Was die taktischen Niederungen nicht überspringen kann. Der stellvertretende Labour-Parteichef Tom Watson hat letzte Woche schon beinahe ultimativ gefordert, Labour müsse jetzt ohne Wenn und Aber ein zweites Referendum fordern, auch und gerade wenn die Verhandlungen mit der Regierung zu einem Ergebnis führen sollten. Das ist am Sonntag von rund 90 Labour-ParlamentarierInnen unterstützt worden. Der Parteivorstand will am Dienstag darüber entscheiden.
Gemäss der ersten Meinungsumfrage zu den EU-Wahlen von Ende Mai hat die neue Brexit-Partei unter Nigel Farage dessen ehemalige Ukip schon fast vollkommen auf- und abgelöst. Mit 28 Prozent möglicher Stimmen liegt sie Kopf-an-Kopf mit Labour, während die Konservativen, von denen einzelne Sektionen aus Protest gegen die eigene Premierministerin keine Abstimmungspropaganda machen werden, auf 14 Prozent abgesackt sind. Die neue EU-freundliche Abspaltung von Labour, Change UK, kommt auf 7 Prozent, ebenso wie die EU-freundlichen Liberaldemokraten. Wenn man die Grünen mit 6 und die Scottish National Party mit 5 Prozent berücksichtigt und den Vorbehalt anbringt, dass es in Labour Brexiteers und unter den Konservativen Remainer gibt, dann spricht sich gegenwärtig eine Mehrheit der Wählenden für Remain-Parteien aus.
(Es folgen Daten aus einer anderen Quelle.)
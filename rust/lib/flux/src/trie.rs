use std::collections::HashMap;
use std::sync::RwLock;

/// Thread-safe pattern trie over `/`-separated paths.
///
/// Pattern levels:
/// - a literal level matches itself,
/// - `+` matches exactly one level,
/// - `#` matches every remaining level, including none. Anything after `#`
///   is ignored.
pub struct Trie<T> {
    root: RwLock<Node<T>>,
}

struct Node<T> {
    children: HashMap<String, Node<T>>,
    /// Child reached through a `+` level.
    one: Option<Box<Node<T>>>,
    /// Values whose pattern ends in `#` at this depth.
    rest: Vec<T>,
    /// Values whose pattern ends exactly here.
    here: Vec<T>,
}

impl<T> Default for Node<T> {
    fn default() -> Self {
        Self {
            children: HashMap::new(),
            one: None,
            rest: Vec::new(),
            here: Vec::new(),
        }
    }
}

impl<T: Clone> Node<T> {
    fn collect(&self, levels: &[&str], out: &mut Vec<T>) {
        out.extend(self.rest.iter().cloned());
        match levels.split_first() {
            None => out.extend(self.here.iter().cloned()),
            Some((head, tail)) => {
                if let Some(child) = self.children.get(*head) {
                    child.collect(tail, out);
                }
                if let Some(one) = &self.one {
                    one.collect(tail, out);
                }
            }
        }
    }
}

impl<T: Clone> Trie<T> {
    pub fn new() -> Self {
        Self {
            root: RwLock::new(Node::default()),
        }
    }

    /// Register `value` under `pattern`.
    pub fn insert(&self, pattern: &str, value: T) {
        let mut root = self.root.write().unwrap();
        let mut node = &mut *root;
        for level in pattern.split('/') {
            match level {
                "#" => {
                    node.rest.push(value);
                    return;
                }
                "+" => node = node.one.get_or_insert_with(Box::default).as_mut(),
                _ => node = node.children.entry(level.to_string()).or_default(),
            }
        }
        node.here.push(value);
    }

    /// All values whose pattern matches the concrete `path`.
    pub fn matches(&self, path: &str) -> Vec<T> {
        let levels: Vec<&str> = path.split('/').collect();
        let root = self.root.read().unwrap();
        let mut out = Vec::new();
        root.collect(&levels, &mut out);
        out
    }

    /// Remove the values stored under exactly `pattern` for which `pred`
    /// holds. Returns how many were removed.
    pub fn remove(&self, pattern: &str, mut pred: impl FnMut(&T) -> bool) -> usize {
        let mut root = self.root.write().unwrap();
        let mut node = &mut *root;
        for level in pattern.split('/') {
            if level == "#" {
                let before = node.rest.len();
                node.rest.retain(|v| !pred(v));
                return before - node.rest.len();
            }
            let next = if level == "+" {
                node.one.as_deref_mut()
            } else {
                node.children.get_mut(level)
            };
            match next {
                Some(child) => node = child,
                None => return 0,
            }
        }
        let before = node.here.len();
        node.here.retain(|v| !pred(v));
        before - node.here.len()
    }
}

impl<T: Clone> Default for Trie<T> {
    fn default() -> Self {
        Self::new()
    }
}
Zuvor finden allerdings am Donnerstag noch Lokalwahlen statt. Die in ihren Kompetenzen eh schon beschränkten Lokalbehörden sind in den letzten Jahren finanziell ausgehungert worden; so haben sie verglichen mit 2009 im Durchschnitt pro Haushalt 23 Prozent weniger Geld zur Verfügung und entsprechend Leistungen abgebaut. Dennoch wird die Stimmbeteiligung auf historischen Tiefstwerten verharren. Sowohl Konservative wie Labour meiden das Thema Brexit geflissentlich. Labour hat im Vorfeld neue Initiativen im Lokalbereich angekündigt: einen Ausbau lokaler Busverbindungen, Verschärfung der Baugesetze zur Umwandlung von Büros in winzige Wohnungen, sowie mehr Geld zugunsten der Haushaltshilfe für Ältere zuhause. Das ist Teil einer allseitig gewünschten linken Strategie, sich jenseits von Brexit auf lokale soziale Fragen zu konzentrieren. Aber es braucht jenseits von Brexit eben auch die internationalistische Strategie. Und die Extinction Rebellion dazu.